Task objective
From the entries below, transcribe exactly the lines between the line holding "mod listing;" and the line holding "Some(path) => Forest::load(path)", inclusive; skip all other lines.

=== Section Start ===

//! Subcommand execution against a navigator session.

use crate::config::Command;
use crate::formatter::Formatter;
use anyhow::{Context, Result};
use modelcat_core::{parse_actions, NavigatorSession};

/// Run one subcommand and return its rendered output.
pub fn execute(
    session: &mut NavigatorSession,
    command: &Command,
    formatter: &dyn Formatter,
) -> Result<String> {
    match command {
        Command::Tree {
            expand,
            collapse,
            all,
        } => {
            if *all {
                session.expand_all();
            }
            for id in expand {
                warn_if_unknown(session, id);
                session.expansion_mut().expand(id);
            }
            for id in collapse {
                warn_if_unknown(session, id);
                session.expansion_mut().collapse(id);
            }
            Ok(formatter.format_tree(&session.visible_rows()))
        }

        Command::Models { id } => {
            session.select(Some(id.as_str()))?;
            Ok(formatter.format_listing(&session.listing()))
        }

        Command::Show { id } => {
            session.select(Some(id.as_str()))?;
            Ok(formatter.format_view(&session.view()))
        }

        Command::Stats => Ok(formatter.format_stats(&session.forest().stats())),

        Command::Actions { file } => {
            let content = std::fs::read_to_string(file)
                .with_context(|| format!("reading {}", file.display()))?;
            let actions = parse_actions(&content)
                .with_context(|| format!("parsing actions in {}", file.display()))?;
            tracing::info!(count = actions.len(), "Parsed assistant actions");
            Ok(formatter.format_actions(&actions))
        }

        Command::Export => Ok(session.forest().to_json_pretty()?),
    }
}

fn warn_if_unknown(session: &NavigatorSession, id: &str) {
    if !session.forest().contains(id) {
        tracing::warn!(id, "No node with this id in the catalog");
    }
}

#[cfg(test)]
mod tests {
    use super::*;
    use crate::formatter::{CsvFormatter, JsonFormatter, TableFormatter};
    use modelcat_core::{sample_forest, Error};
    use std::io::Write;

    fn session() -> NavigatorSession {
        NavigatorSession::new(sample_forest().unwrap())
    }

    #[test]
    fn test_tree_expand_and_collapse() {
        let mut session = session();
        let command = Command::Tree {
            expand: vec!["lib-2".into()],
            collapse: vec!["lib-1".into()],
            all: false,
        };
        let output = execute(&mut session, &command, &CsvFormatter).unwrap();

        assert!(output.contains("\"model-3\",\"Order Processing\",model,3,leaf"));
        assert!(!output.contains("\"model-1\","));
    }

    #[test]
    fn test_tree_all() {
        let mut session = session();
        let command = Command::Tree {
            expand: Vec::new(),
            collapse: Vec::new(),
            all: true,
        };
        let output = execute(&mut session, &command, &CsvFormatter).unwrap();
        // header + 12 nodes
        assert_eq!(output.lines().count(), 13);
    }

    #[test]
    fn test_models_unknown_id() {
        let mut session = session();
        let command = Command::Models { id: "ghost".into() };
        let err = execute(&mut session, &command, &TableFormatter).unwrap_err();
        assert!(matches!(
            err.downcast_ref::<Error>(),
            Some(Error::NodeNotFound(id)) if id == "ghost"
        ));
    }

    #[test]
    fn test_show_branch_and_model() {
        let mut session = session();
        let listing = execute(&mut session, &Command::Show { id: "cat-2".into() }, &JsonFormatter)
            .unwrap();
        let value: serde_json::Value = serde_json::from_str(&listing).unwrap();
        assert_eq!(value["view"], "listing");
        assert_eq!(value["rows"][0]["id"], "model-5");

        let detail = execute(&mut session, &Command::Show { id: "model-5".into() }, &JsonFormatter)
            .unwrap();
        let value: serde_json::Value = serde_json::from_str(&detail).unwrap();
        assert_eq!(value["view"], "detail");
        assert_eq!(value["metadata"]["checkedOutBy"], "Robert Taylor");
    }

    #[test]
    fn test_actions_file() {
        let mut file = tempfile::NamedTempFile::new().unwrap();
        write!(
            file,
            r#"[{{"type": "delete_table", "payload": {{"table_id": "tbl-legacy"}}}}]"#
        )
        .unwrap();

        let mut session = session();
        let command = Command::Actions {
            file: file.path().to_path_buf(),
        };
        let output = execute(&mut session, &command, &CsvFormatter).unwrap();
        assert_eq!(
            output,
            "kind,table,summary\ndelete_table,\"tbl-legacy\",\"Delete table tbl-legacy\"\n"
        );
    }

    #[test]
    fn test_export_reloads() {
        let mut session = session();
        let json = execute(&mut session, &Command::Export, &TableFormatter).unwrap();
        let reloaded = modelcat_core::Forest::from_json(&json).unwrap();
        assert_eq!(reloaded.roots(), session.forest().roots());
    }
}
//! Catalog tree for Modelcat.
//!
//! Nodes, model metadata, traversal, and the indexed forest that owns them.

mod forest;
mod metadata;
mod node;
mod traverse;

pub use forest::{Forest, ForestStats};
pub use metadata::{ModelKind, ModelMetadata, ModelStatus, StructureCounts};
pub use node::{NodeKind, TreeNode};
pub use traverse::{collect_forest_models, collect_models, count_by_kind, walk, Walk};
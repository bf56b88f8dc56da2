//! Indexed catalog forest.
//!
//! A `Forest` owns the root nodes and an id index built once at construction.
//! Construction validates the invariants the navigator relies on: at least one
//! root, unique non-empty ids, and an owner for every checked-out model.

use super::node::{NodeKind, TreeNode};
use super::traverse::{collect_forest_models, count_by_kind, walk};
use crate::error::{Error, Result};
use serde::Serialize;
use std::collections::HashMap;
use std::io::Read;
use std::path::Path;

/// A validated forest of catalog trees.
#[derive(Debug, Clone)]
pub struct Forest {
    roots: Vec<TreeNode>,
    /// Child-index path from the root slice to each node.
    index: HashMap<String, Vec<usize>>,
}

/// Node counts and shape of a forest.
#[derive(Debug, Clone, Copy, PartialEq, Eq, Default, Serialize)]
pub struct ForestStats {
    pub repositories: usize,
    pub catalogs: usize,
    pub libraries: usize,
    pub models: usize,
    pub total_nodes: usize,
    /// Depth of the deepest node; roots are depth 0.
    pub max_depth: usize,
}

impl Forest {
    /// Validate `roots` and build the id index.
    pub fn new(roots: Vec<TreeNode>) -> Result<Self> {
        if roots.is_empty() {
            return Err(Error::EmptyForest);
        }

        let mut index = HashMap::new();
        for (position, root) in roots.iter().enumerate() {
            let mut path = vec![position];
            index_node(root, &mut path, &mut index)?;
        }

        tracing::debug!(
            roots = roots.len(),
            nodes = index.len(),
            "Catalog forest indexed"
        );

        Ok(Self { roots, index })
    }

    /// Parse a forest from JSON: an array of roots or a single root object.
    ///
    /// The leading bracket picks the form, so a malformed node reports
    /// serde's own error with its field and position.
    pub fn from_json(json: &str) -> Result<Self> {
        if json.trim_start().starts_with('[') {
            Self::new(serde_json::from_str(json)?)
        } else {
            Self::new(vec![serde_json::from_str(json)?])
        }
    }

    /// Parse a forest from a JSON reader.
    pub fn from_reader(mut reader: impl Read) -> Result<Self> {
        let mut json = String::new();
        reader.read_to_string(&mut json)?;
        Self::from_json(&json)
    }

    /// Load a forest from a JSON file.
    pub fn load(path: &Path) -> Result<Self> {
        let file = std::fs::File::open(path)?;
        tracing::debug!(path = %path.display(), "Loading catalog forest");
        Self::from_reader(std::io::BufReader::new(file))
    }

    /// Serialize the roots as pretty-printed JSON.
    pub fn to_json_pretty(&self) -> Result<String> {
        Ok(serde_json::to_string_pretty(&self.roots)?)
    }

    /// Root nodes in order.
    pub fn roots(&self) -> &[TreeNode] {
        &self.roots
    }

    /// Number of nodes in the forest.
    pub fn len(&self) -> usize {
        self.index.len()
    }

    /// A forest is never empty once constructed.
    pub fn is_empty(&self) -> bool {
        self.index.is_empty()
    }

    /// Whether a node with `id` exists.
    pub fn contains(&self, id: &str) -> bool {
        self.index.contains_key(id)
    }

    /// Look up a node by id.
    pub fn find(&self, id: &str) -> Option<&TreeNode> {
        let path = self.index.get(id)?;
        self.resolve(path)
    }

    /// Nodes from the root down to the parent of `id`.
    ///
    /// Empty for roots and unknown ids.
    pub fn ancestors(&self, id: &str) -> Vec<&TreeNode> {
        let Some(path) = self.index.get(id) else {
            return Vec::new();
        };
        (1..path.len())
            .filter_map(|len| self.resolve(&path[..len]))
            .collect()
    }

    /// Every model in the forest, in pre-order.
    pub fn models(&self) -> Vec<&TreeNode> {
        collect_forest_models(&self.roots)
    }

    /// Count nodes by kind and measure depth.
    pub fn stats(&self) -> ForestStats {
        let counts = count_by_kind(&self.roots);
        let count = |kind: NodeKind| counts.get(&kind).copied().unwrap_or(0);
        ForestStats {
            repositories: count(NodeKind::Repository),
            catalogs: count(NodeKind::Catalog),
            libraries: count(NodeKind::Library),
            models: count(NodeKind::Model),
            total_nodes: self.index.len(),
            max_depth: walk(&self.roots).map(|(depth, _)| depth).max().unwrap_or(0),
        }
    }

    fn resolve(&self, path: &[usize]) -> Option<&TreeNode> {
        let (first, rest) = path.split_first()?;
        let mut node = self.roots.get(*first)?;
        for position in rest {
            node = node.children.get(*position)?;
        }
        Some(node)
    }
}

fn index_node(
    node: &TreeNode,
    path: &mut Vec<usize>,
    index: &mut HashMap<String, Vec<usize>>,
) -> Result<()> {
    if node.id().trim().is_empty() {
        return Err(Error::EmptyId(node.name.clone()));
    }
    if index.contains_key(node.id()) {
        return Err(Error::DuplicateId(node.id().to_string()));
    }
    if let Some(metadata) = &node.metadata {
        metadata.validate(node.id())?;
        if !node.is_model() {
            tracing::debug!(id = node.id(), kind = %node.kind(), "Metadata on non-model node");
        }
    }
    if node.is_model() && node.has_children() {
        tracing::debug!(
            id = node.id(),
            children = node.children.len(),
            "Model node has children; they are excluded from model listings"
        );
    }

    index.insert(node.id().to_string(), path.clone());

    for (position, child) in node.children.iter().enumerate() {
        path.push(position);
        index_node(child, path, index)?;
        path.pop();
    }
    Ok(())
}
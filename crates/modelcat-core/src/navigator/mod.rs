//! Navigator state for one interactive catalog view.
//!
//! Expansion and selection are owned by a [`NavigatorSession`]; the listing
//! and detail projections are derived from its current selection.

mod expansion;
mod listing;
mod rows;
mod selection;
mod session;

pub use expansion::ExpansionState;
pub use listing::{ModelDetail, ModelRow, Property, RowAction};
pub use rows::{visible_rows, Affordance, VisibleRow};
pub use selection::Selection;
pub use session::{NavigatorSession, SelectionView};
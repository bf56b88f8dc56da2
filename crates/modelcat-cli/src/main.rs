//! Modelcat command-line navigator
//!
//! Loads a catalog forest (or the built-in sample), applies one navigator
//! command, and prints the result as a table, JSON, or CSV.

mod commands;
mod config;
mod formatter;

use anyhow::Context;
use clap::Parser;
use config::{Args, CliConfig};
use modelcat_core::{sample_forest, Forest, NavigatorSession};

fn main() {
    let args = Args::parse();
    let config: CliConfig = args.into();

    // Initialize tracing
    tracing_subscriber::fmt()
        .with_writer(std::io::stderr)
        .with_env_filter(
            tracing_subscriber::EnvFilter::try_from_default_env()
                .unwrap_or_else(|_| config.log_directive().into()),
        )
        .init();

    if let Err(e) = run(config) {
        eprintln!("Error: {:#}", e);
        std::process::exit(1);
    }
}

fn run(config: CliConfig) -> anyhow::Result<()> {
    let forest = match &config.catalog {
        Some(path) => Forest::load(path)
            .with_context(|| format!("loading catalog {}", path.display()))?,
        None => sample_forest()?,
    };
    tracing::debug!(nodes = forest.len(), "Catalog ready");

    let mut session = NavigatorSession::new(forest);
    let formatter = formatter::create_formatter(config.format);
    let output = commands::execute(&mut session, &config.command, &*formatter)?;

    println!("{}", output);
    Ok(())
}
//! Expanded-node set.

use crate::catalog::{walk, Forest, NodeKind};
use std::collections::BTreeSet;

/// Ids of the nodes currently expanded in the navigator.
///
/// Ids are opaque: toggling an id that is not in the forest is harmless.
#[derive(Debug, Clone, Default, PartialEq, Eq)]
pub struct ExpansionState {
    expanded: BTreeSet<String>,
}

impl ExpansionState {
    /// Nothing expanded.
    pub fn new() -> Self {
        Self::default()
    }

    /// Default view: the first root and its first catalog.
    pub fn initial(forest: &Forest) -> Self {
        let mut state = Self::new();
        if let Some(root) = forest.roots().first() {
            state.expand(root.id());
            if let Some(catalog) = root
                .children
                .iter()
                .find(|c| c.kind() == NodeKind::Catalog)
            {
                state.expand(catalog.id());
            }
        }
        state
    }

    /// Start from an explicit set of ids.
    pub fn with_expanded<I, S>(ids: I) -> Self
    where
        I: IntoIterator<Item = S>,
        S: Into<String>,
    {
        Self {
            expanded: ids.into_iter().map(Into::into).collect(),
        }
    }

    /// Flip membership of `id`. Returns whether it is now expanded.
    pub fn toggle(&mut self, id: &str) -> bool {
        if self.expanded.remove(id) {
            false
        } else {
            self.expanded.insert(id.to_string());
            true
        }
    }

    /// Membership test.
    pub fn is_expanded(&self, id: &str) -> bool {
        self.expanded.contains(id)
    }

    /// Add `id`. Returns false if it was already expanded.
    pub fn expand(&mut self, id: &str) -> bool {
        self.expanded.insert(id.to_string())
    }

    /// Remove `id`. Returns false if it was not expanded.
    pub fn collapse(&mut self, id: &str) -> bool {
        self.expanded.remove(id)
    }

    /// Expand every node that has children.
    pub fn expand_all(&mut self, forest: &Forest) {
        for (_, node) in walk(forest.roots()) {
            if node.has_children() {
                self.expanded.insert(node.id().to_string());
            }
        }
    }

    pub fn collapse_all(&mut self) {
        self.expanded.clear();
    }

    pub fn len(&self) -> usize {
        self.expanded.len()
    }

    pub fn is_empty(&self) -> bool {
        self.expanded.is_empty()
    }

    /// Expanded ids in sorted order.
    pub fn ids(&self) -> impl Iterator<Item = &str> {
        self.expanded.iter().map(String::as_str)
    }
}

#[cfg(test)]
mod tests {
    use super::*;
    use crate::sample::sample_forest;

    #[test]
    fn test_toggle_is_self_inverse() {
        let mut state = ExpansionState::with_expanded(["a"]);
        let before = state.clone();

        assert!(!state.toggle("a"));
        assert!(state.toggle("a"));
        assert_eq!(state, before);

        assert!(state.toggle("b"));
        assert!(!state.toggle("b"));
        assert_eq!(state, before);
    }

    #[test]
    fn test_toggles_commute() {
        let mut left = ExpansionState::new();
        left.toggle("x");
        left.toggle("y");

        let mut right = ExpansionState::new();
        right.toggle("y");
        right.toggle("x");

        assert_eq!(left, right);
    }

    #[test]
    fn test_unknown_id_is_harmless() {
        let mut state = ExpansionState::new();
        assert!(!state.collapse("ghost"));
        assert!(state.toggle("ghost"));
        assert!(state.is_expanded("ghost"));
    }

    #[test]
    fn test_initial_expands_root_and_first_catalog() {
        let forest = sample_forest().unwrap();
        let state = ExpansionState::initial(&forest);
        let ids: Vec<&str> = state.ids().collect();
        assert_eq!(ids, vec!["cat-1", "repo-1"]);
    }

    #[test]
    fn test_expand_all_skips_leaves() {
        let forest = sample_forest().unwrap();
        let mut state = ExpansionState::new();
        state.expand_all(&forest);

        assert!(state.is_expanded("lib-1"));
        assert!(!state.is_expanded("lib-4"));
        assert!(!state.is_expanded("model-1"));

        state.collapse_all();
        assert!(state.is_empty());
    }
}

=== Section End ===

Reply
mod listing;
mod rows;
mod selection;
mod session;

pub use expansion::ExpansionState;
pub use listing::{ModelDetail, ModelRow, Property, RowAction};
pub use rows::{visible_rows, Affordance, VisibleRow};
pub use selection::Selection;
pub use session::{NavigatorSession, SelectionView};
repository bf56b88f8dc56da2
filename crates/modelcat-cli/src/main.rs
//! Modelcat command-line navigator
//!
//! Loads a catalog forest (or the built-in sample), applies one navigator
//! command, and prints the result as a table, JSON, or CSV.

mod commands;
mod config;
mod formatter;

use anyhow::Context;
use clap::Parser;
use config::{Args, CliConfig};
use modelcat_core::{sample_forest, Forest, NavigatorSession};

fn main() {
    let args = Args::parse();
    let config: CliConfig = args.into();

    // Initialize tracing
    tracing_subscriber::fmt()
        .with_writer(std::io::stderr)
        .with_env_filter(
            tracing_subscriber::EnvFilter::try_from_default_env()
                .unwrap_or_else(|_| config.log_directive().into()),
        )
        .init();

    if let Err(e) = run(config) {
        eprintln!("Error: {:#}", e);
        std::process::exit(1);
    }
}

fn run(config: CliConfig) -> anyhow::Result<()> {
    let forest = match &config.catalog {
        Some(path) => Forest::load(path)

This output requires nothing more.